Data section:
//! CAN bus bridge
//!
//! Uplink: every received frame becomes an envelope (body = frame data,
//! `can.id`, `address`) published through all attached publishers.
//! Downlink: envelopes delivered by a subscriber are written as frames.

use std::sync::Arc;
use std::time::Duration;

use kura_cloud::{MessageProperties, Publisher, SubscriberListener};
use kura_core::{CancelToken, Envelope, WorkerError};
use parking_lot::RwLock;
use tracing::{debug, info, warn};

use crate::bridge::{publish_all, DeviceLink, Publishers};
use crate::config::CanGatewayConfig;
use crate::device::{DeviceError, DeviceFrame, DeviceSettings, DeviceTransport};
use crate::error::{GatewayError, GatewayResult};

/// Metric carrying the CAN identifier of a frame
pub const METRIC_CAN_ID: &str = "can.id";
/// Metric carrying the frame's destination address
pub const METRIC_ADDRESS: &str = "address";
/// Address byte value meaning "all nodes"
pub const BROADCAST_ADDRESS: u8 = 0xFF;
/// Classic CAN payload limit
pub const CAN_MAX_DLEN: usize = 8;

const ERROR_BACKOFF: Duration = Duration::from_millis(100);

pub struct CanGateway {
    config: RwLock<CanGatewayConfig>,
    link: DeviceLink,
}

impl CanGateway {
    pub fn new(device: Arc<dyn DeviceTransport>, config: CanGatewayConfig) -> Self {
        Self {
            config: RwLock::new(config),
            link: DeviceLink::new("can-receiver", device),
        }
    }

    pub fn config(&self) -> CanGatewayConfig {
        self.config.read().clone()
    }

    pub fn add_publisher(&self, publisher: Arc<dyn Publisher>) -> bool {
        self.link.publishers.register(publisher)
    }

    pub fn remove_publisher(&self, publisher: &Arc<dyn Publisher>) -> bool {
        self.link.publishers.unregister(publisher)
    }

    pub fn is_running(&self) -> bool {
        self.link.worker.is_running()
    }

    /// Open the interface and start receiving
    pub async fn activate(&self) -> GatewayResult<()> {
        let _lifecycle = self.link.lifecycle.lock().await;
        if self.link.worker.is_running() {
            return Err(WorkerError::AlreadyRunning(self.link.worker.name().to_string()).into());
        }
        let config = self.config();
        self.open_and_start(&config).await
    }

    /// Stop receiving, re-open with `config` and start again
    pub async fn reconfigure(&self, config: CanGatewayConfig) -> GatewayResult<()> {
        let _lifecycle = self.link.lifecycle.lock().await;
        self.link.stop_worker().await;
        *self.config.write() = config.clone();
        self.open_and_start(&config).await
    }

    pub async fn deactivate(&self) -> GatewayResult<()> {
        let _lifecycle = self.link.lifecycle.lock().await;
        self.link.stop_worker().await;
        self.link.close()?;
        info!("CAN gateway deactivated");
        Ok(())
    }

    /// Write `envelope`'s body as one frame
    ///
    /// The id comes from the `can.id` metric, falling back to the
    /// configured downlink id.
    pub fn send(&self, envelope: &Envelope) -> GatewayResult<()> {
        let frame = self.downlink_frame(envelope)?;
        self.link.write(&frame)?;
        debug!(can_id = format!("0x{:X}", frame.id), len = frame.data.len(), "CAN frame sent");
        Ok(())
    }

    fn downlink_frame(&self, envelope: &Envelope) -> GatewayResult<DeviceFrame> {
        let data = envelope
            .body
            .clone()
            .ok_or_else(|| GatewayError::InvalidMessage("message has no body".to_string()))?;
        if data.is_empty() || data.len() > CAN_MAX_DLEN {
            return Err(GatewayError::InvalidMessage(format!(
                "CAN payload must be 1..={} bytes, got {}",
                CAN_MAX_DLEN,
                data.len()
            )));
        }
        let id = match envelope.metric(METRIC_CAN_ID) {
            Some(value) => value
                .as_int()
                .and_then(|id| u32::try_from(id).ok())
                .ok_or_else(|| {
                    GatewayError::InvalidMessage(format!("bad {} metric: {}", METRIC_CAN_ID, value))
                })?,
            None => self.config.read().downlink_id,
        };
        Ok(DeviceFrame::new(id, data))
    }

    async fn open_and_start(&self, config: &CanGatewayConfig) -> GatewayResult<()> {
        self.link.reopen(&DeviceSettings::Can {
            interface: config.interface.clone(),
        })?;

        let device = self.link.device.clone();
        let publishers = self.link.publishers.clone();
        let read_timeout = Duration::from_millis(config.read_timeout_ms);
        self.link
            .worker
            .start(move |cancel| receive_loop(device, publishers, read_timeout, cancel))
            .await?;

        info!(interface = %config.interface, "CAN gateway active");
        Ok(())
    }
}

/// Build the uplink envelope for a received frame
pub fn frame_to_envelope(frame: &DeviceFrame) -> Envelope {
    let mut envelope = Envelope::new()
        .with_body(frame.data.clone())
        .with_metric(METRIC_CAN_ID, i64::from(frame.id));
    if let Some(&address) = frame.data.get(1) {
        let address = if address == BROADCAST_ADDRESS {
            "broadcast".to_string()
        } else {
            format!("{:x}", address)
        };
        envelope.add_metric(METRIC_ADDRESS, address);
    }
    envelope
}

async fn receive_loop(
    device: Arc<dyn DeviceTransport>,
    publishers: Arc<Publishers>,
    read_timeout: Duration,
    cancel: CancelToken,
) {
    debug!("CAN receive loop started");
    while !cancel.is_cancelled() {
        let reader = device.clone();
        let read = tokio::task::spawn_blocking(move || reader.read(read_timeout)).await;
        match read {
            Ok(Ok(Some(frame))) => {
                debug!(can_id = format!("0x{:X}", frame.id), "CAN frame received");
                publish_all(&publishers, &frame_to_envelope(&frame), "can").await;
            }
            Ok(Ok(None)) => {}
            Ok(Err(DeviceError::NotOpen)) => {
                if !cancel.sleep(ERROR_BACKOFF).await {
                    break;
                }
            }
            Ok(Err(e)) => {
                warn!(error = %e, "CAN read failed");
                if !cancel.sleep(ERROR_BACKOFF).await {
                    break;
                }
            }
            Err(e) => {
                warn!(error = %e, "CAN read task failed");
                break;
            }
        }
    }
    debug!("CAN receive loop stopped");
}

impl SubscriberListener for CanGateway {
    fn on_message_arrived(&self, properties: &MessageProperties, envelope: &Envelope) {
        if let Err(e) = self.send(envelope) {
            warn!(app_topic = %properties.app_topic, error = %e, "CAN downlink dropped");
        }
    }
}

Your instructions: The whole listing should be transcribed word for word.

Output for this task:
//! CAN bus bridge
//!
//! Uplink: every received frame becomes an envelope (body = frame data,
//! `can.id`, `address`) published through all attached publishers.
//! Downlink: envelopes delivered by a subscriber are written as frames.

use std::sync::Arc;
use std::time::Duration;

use kura_cloud::{MessageProperties, Publisher, SubscriberListener};
use kura_core::{CancelToken, Envelope, WorkerError};
use parking_lot::RwLock;
use tracing::{debug, info, warn};

use crate::bridge::{publish_all, DeviceLink, Publishers};
use crate::config::CanGatewayConfig;
use crate::device::{DeviceError, DeviceFrame, DeviceSettings, DeviceTransport};
use crate::error::{GatewayError, GatewayResult};

/// Metric carrying the CAN identifier of a frame
pub const METRIC_CAN_ID: &str = "can.id";
/// Metric carrying the frame's destination address
pub const METRIC_ADDRESS: &str = "address";
/// Address byte value meaning "all nodes"
pub const BROADCAST_ADDRESS: u8 = 0xFF;
/// Classic CAN payload limit
pub const CAN_MAX_DLEN: usize = 8;

const ERROR_BACKOFF: Duration = Duration::from_millis(100);

pub struct CanGateway {
    config: RwLock<CanGatewayConfig>,
    link: DeviceLink,
}

impl CanGateway {
    pub fn new(device: Arc<dyn DeviceTransport>, config: CanGatewayConfig) -> Self {
        Self {
            config: RwLock::new(config),
            link: DeviceLink::new("can-receiver", device),
        }
    }

    pub fn config(&self) -> CanGatewayConfig {
        self.config.read().clone()
    }

    pub fn add_publisher(&self, publisher: Arc<dyn Publisher>) -> bool {
        self.link.publishers.register(publisher)
    }

    pub fn remove_publisher(&self, publisher: &Arc<dyn Publisher>) -> bool {
        self.link.publishers.unregister(publisher)
    }

    pub fn is_running(&self) -> bool {
        self.link.worker.is_running()
    }

    /// Open the interface and start receiving
    pub async fn activate(&self) -> GatewayResult<()> {
        let _lifecycle = self.link.lifecycle.lock().await;
        if self.link.worker.is_running() {
            return Err(WorkerError::AlreadyRunning(self.link.worker.name().to_string()).into());
        }
        let config = self.config();
        self.open_and_start(&config).await
    }

    /// Stop receiving, re-open with `config` and start again
    pub async fn reconfigure(&self, config: CanGatewayConfig) -> GatewayResult<()> {
        let _lifecycle = self.link.lifecycle.lock().await;
        self.link.stop_worker().await;
        *self.config.write() = config.clone();
        self.open_and_start(&config).await
    }

    pub async fn deactivate(&self) -> GatewayResult<()> {
        let _lifecycle = self.link.lifecycle.lock().await;
        self.link.stop_worker().await;
        self.link.close()?;
        info!("CAN gateway deactivated");
        Ok(())
    }

    /// Write `envelope`'s body as one frame
    ///
    /// The id comes from the `can.id` metric, falling back to the
    /// configured downlink id.
    pub fn send(&self, envelope: &Envelope) -> GatewayResult<()> {
        let frame = self.downlink_frame(envelope)?;
        self.link.write(&frame)?;
        debug!(can_id = format!("0x{:X}", frame.id), len = frame.data.len(), "CAN frame sent");
        Ok(())
    }

    fn downlink_frame(&self, envelope: &Envelope) -> GatewayResult<DeviceFrame> {
        let data = envelope
            .body
            .clone()
            .ok_or_else(|| GatewayError::InvalidMessage("message has no body".to_string()))?;
        if data.is_empty() || data.len() > CAN_MAX_DLEN {
            return Err(GatewayError::InvalidMessage(format!(
                "CAN payload must be 1..={} bytes, got {}",
                CAN_MAX_DLEN,
                data.len()
            )));
        }
        let id = match envelope.metric(METRIC_CAN_ID) {
            Some(value) => value
                .as_int()
                .and_then(|id| u32::try_from(id).ok())
                .ok_or_else(|| {
                    GatewayError::InvalidMessage(format!("bad {} metric: {}", METRIC_CAN_ID, value))
                })?,
            None => self.config.read().downlink_id,
        };
        Ok(DeviceFrame::new(id, data))
    }

    async fn open_and_start(&self, config: &CanGatewayConfig) -> GatewayResult<()> {
        self.link.reopen(&DeviceSettings::Can {
            interface: config.interface.clone(),
        })?;

        let device = self.link.device.clone();
        let publishers = self.link.publishers.clone();
        let read_timeout = Duration::from_millis(config.read_timeout_ms);
        self.link
            .worker
            .start(move |cancel| receive_loop(device, publishers, read_timeout, cancel))
            .await?;

        info!(interface = %config.interface, "CAN gateway active");
        Ok(())
    }
}

/// Build the uplink envelope for a received frame
pub fn frame_to_envelope(frame: &DeviceFrame) -> Envelope {
    let mut envelope = Envelope::new()
        .with_body(frame.data.clone())
        .with_metric(METRIC_CAN_ID, i64::from(frame.id));
    if let Some(&address) = frame.data.get(1) {
        let address = if address == BROADCAST_ADDRESS {
            "broadcast".to_string()
        } else {
            format!("{:x}", address)
        };
        envelope.add_metric(METRIC_ADDRESS, address);
    }
    envelope
}

async fn receive_loop(
    device: Arc<dyn DeviceTransport>,
    publishers: Arc<Publishers>,
    read_timeout: Duration,
    cancel: CancelToken,
) {
    debug!("CAN receive loop started");
    while !cancel.is_cancelled() {
        let reader = device.clone();
        let read = tokio::task::spawn_blocking(move || reader.read(read_timeout)).await;
        match read {
            Ok(Ok(Some(frame))) => {
                debug!(can_id = format!("0x{:X}", frame.id), "CAN frame received");
                publish_all(&publishers, &frame_to_envelope(&frame), "can").await;
            }
            Ok(Ok(None)) => {}
            Ok(Err(DeviceError::NotOpen)) => {
                if !cancel.sleep(ERROR_BACKOFF).await {
                    break;
                }
            }
            Ok(Err(e)) => {
                warn!(error = %e, "CAN read failed");
                if !cancel.sleep(ERROR_BACKOFF).await {
                    break;
                }
            }
            Err(e) => {
                warn!(error = %e, "CAN read task failed");
                break;
            }
        }
    }
    debug!("CAN receive loop stopped");
}

impl SubscriberListener for CanGateway {
    fn on_message_arrived(&self, properties: &MessageProperties, envelope: &Envelope) {
        if let Err(e) = self.send(envelope) {
            warn!(app_topic = %properties.app_topic, error = %e, "CAN downlink dropped");
        }
    }
}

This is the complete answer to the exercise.